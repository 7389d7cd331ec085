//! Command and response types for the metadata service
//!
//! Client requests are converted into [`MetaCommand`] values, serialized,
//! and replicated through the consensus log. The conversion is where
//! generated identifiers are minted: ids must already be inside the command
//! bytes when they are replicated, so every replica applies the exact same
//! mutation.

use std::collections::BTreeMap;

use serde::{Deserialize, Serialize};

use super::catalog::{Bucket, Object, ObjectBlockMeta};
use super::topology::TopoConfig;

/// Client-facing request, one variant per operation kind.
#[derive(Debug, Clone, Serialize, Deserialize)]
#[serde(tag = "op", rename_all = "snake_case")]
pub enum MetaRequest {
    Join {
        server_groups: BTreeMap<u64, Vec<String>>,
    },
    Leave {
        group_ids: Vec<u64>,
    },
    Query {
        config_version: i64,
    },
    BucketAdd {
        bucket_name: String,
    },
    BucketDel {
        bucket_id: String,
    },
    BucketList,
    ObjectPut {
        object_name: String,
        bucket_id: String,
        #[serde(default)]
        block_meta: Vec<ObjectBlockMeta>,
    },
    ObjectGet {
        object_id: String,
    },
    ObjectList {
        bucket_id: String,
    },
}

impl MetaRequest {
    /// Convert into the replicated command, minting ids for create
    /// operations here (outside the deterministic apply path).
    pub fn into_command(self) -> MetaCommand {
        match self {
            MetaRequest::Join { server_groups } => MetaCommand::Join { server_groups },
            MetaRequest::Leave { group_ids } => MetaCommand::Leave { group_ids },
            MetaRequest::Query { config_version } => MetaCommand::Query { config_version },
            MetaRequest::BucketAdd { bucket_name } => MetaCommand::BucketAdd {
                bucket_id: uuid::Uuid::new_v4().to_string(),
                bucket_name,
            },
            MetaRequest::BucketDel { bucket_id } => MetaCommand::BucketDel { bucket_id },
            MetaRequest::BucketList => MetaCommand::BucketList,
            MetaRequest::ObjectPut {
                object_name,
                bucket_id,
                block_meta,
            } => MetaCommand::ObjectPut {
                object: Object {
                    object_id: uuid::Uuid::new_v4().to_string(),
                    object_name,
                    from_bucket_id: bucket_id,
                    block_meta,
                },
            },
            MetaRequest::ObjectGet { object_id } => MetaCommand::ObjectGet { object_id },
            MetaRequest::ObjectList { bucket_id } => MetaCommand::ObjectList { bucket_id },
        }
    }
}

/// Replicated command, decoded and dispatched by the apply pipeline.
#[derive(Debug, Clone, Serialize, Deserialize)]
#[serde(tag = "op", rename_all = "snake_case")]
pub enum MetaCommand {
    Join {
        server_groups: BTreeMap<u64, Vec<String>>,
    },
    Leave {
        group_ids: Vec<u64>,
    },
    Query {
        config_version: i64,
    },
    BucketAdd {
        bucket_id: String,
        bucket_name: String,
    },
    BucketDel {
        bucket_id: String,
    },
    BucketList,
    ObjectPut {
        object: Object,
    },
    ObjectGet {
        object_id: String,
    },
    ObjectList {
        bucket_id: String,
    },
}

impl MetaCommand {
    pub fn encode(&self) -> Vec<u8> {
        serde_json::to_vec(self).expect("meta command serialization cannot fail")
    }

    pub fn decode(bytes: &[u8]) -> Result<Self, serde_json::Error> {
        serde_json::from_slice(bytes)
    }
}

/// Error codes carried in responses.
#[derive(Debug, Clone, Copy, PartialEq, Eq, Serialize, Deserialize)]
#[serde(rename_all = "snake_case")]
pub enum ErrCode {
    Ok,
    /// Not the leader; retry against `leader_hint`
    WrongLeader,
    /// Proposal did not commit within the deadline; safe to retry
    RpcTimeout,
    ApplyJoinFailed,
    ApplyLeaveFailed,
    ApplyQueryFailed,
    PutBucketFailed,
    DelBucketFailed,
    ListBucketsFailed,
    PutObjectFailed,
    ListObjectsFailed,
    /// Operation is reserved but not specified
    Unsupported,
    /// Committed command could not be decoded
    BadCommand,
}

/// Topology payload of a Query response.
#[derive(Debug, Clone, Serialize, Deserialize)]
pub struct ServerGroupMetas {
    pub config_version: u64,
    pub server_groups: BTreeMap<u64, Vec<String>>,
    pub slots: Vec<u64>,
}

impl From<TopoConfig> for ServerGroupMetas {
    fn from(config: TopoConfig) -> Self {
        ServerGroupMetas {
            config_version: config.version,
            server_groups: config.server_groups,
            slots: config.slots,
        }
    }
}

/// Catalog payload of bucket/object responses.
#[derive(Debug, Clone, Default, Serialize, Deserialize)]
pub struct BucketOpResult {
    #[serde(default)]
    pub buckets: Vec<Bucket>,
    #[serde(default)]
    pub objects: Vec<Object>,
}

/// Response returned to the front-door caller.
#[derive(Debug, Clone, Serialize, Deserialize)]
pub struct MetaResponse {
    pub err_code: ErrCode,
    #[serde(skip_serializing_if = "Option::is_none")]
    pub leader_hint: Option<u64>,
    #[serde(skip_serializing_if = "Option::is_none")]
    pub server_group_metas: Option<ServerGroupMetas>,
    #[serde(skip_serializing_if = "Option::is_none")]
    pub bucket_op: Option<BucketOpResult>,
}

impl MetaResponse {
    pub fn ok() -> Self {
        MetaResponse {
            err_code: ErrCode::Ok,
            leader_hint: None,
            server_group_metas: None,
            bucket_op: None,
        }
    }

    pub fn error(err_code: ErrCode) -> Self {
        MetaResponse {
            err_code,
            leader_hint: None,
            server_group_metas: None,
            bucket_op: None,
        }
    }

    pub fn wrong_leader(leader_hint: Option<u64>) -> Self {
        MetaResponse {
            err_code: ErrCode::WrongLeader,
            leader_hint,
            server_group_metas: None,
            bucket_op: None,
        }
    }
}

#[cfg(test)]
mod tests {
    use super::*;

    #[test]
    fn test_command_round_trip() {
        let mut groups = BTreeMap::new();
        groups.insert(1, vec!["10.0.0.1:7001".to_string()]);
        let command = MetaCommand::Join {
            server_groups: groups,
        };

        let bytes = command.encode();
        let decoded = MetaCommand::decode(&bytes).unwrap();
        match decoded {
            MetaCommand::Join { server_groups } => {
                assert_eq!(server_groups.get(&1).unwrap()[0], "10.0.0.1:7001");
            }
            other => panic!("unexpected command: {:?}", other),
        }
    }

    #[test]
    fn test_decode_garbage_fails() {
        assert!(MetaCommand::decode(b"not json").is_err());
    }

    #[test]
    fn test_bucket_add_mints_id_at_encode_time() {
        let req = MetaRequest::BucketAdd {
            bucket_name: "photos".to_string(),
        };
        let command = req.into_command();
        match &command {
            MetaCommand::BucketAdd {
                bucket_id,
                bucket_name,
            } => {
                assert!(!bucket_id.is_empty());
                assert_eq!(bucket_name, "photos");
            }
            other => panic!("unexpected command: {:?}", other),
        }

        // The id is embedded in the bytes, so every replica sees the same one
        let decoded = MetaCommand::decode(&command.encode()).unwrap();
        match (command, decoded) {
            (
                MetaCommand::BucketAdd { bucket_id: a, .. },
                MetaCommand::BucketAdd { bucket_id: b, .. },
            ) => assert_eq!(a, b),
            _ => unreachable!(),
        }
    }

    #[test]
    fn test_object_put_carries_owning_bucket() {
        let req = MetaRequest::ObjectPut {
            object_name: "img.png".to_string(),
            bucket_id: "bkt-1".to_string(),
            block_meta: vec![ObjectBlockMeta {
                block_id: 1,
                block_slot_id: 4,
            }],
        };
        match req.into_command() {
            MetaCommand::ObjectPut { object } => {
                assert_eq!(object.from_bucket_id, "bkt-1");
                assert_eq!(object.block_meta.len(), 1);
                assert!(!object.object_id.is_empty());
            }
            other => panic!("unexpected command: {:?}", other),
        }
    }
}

—————

> **The problem**
What is needed is an exact copy of every entry above.

> **Result for this exercise**
repository 7389d7cd331ec085
//! Command and response types for the metadata service
//!
//! Client requests are converted into [`MetaCommand`] values, serialized,
//! and replicated through the consensus log. The conversion is where
//! generated identifiers are minted: ids must already be inside the command
//! bytes when they are replicated, so every replica applies the exact same
//! mutation.

use std::collections::BTreeMap;

use serde::{Deserialize, Serialize};

use super::catalog::{Bucket, Object, ObjectBlockMeta};
use super::topology::TopoConfig;

/// Client-facing request, one variant per operation kind.
#[derive(Debug, Clone, Serialize, Deserialize)]
#[serde(tag = "op", rename_all = "snake_case")]
pub enum MetaRequest {
    Join {
        server_groups: BTreeMap<u64, Vec<String>>,
    },
    Leave {
        group_ids: Vec<u64>,
    },
    Query {
        config_version: i64,
    },
    BucketAdd {
        bucket_name: String,
    },
    BucketDel {
        bucket_id: String,
    },
    BucketList,
    ObjectPut {
        object_name: String,
        bucket_id: String,
        #[serde(default)]
        block_meta: Vec<ObjectBlockMeta>,
    },
    ObjectGet {
        object_id: String,
    },
    ObjectList {
        bucket_id: String,
    },
}

impl MetaRequest {
    /// Convert into the replicated command, minting ids for create
    /// operations here (outside the deterministic apply path).
    pub fn into_command(self) -> MetaCommand {
        match self {
            MetaRequest::Join { server_groups } => MetaCommand::Join { server_groups },
            MetaRequest::Leave { group_ids } => MetaCommand::Leave { group_ids },
            MetaRequest::Query { config_version } => MetaCommand::Query { config_version },
            MetaRequest::BucketAdd { bucket_name } => MetaCommand::BucketAdd {
                bucket_id: uuid::Uuid::new_v4().to_string(),
                bucket_name,
            },
            MetaRequest::BucketDel { bucket_id } => MetaCommand::BucketDel { bucket_id },
            MetaRequest::BucketList => MetaCommand::BucketList,
            MetaRequest::ObjectPut {
                object_name,
                bucket_id,
                block_meta,
            } => MetaCommand::ObjectPut {
                object: Object {
                    object_id: uuid::Uuid::new_v4().to_string(),
                    object_name,
                    from_bucket_id: bucket_id,
                    block_meta,
                },
            },
            MetaRequest::ObjectGet { object_id } => MetaCommand::ObjectGet { object_id },
            MetaRequest::ObjectList { bucket_id } => MetaCommand::ObjectList { bucket_id },
        }
    }
}

/// Replicated command, decoded and dispatched by the apply pipeline.
#[derive(Debug, Clone, Serialize, Deserialize)]
#[serde(tag = "op", rename_all = "snake_case")]
pub enum MetaCommand {
    Join {
        server_groups: BTreeMap<u64, Vec<String>>,
    },
    Leave {
        group_ids: Vec<u64>,
    },
    Query {
        config_version: i64,
    },
    BucketAdd {
        bucket_id: String,
        bucket_name: String,
    },
    BucketDel {
        bucket_id: String,
    },
    BucketList,
    ObjectPut {
        object: Object,
    },
    ObjectGet {
        object_id: String,
    },
    ObjectList {
        bucket_id: String,
    },
}

impl MetaCommand {
    pub fn encode(&self) -> Vec<u8> {
        serde_json::to_vec(self).expect("meta command serialization cannot fail")
    }

    pub fn decode(bytes: &[u8]) -> Result<Self, serde_json::Error> {
        serde_json::from_slice(bytes)
    }
}

/// Error codes carried in responses.
#[derive(Debug, Clone, Copy, PartialEq, Eq, Serialize, Deserialize)]
#[serde(rename_all = "snake_case")]
pub enum ErrCode {
    Ok,
    /// Not the leader; retry against `leader_hint`
    WrongLeader,
    /// Proposal did not commit within the deadline; safe to retry
    RpcTimeout,
    ApplyJoinFailed,
    ApplyLeaveFailed,
    ApplyQueryFailed,
    PutBucketFailed,
    DelBucketFailed,
    ListBucketsFailed,
    PutObjectFailed,
    ListObjectsFailed,
    /// Operation is reserved but not specified
    Unsupported,
    /// Committed command could not be decoded
    BadCommand,
}

/// Topology payload of a Query response.
#[derive(Debug, Clone, Serialize, Deserialize)]
pub struct ServerGroupMetas {
    pub config_version: u64,
    pub server_groups: BTreeMap<u64, Vec<String>>,
    pub slots: Vec<u64>,
}

impl From<TopoConfig> for ServerGroupMetas {
    fn from(config: TopoConfig) -> Self {
        ServerGroupMetas {
            config_version: config.version,
            server_groups: config.server_groups,
            slots: config.slots,
        }
    }
}

/// Catalog payload of bucket/object responses.
#[derive(Debug, Clone, Default, Serialize, Deserialize)]
pub struct BucketOpResult {
    #[serde(default)]
    pub buckets: Vec<Bucket>,
    #[serde(default)]
    pub objects: Vec<Object>,
}

/// Response returned to the front-door caller.
#[derive(Debug, Clone, Serialize, Deserialize)]
pub struct MetaResponse {
    pub err_code: ErrCode,
    #[serde(skip_serializing_if = "Option::is_none")]
    pub leader_hint: Option<u64>,
    #[serde(skip_serializing_if = "Option::is_none")]
    pub server_group_metas: Option<ServerGroupMetas>,
    #[serde(skip_serializing_if = "Option::is_none")]
    pub bucket_op: Option<BucketOpResult>,
}

impl MetaResponse {
    pub fn ok() -> Self {
        MetaResponse {
            err_code: ErrCode::Ok,
            leader_hint: None,
            server_group_metas: None,
            bucket_op: None,
        }
    }

    pub fn error(err_code: ErrCode) -> Self {
        MetaResponse {
            err_code,
            leader_hint: None,
            server_group_metas: None,
            bucket_op: None,
        }
    }

    pub fn wrong_leader(leader_hint: Option<u64>) -> Self {
        MetaResponse {
            err_code: ErrCode::WrongLeader,
            leader_hint,
            server_group_metas: None,
            bucket_op: None,
        }
    }
}

#[cfg(test)]
mod tests {
    use super::*;

    #[test]
    fn test_command_round_trip() {
        let mut groups = BTreeMap::new();
        groups.insert(1, vec!["10.0.0.1:7001".to_string()]);
        let command = MetaCommand::Join {
            server_groups: groups,
        };

        let bytes = command.encode();
        let decoded = MetaCommand::decode(&bytes).unwrap();
        match decoded {
            MetaCommand::Join { server_groups } => {
                assert_eq!(server_groups.get(&1).unwrap()[0], "10.0.0.1:7001");
            }
            other => panic!("unexpected command: {:?}", other),
        }
    }

    #[test]
    fn test_decode_garbage_fails() {
        assert!(MetaCommand::decode(b"not json").is_err());
    }

    #[test]
    fn test_bucket_add_mints_id_at_encode_time() {
        let req = MetaRequest::BucketAdd {
            bucket_name: "photos".to_string(),
        };
        let command = req.into_command();
        match &command {
            MetaCommand::BucketAdd {
                bucket_id,
                bucket_name,
            } => {
                assert!(!bucket_id.is_empty());
                assert_eq!(bucket_name, "photos");
            }
            other => panic!("unexpected command: {:?}", other),
        }

        // The id is embedded in the bytes, so every replica sees the same one
        let decoded = MetaCommand::decode(&command.encode()).unwrap();
        match (command, decoded) {
            (
                MetaCommand::BucketAdd { bucket_id: a, .. },
                MetaCommand::BucketAdd { bucket_id: b, .. },
            ) => assert_eq!(a, b),
            _ => unreachable!(),
        }
    }

    #[test]
    fn test_object_put_carries_owning_bucket() {
        let req = MetaRequest::ObjectPut {
            object_name: "img.png".to_string(),
            bucket_id: "bkt-1".to_string(),
            block_meta: vec![ObjectBlockMeta {
                block_id: 1,
                block_slot_id: 4,
            }],
        };
        match req.into_command() {
            MetaCommand::ObjectPut { object } => {
                assert_eq!(object.from_bucket_id, "bkt-1");
                assert_eq!(object.block_meta.len(), 1);
                assert!(!object.object_id.is_empty());
            }
            other => panic!("unexpected command: {:?}", other),
        }
    }
}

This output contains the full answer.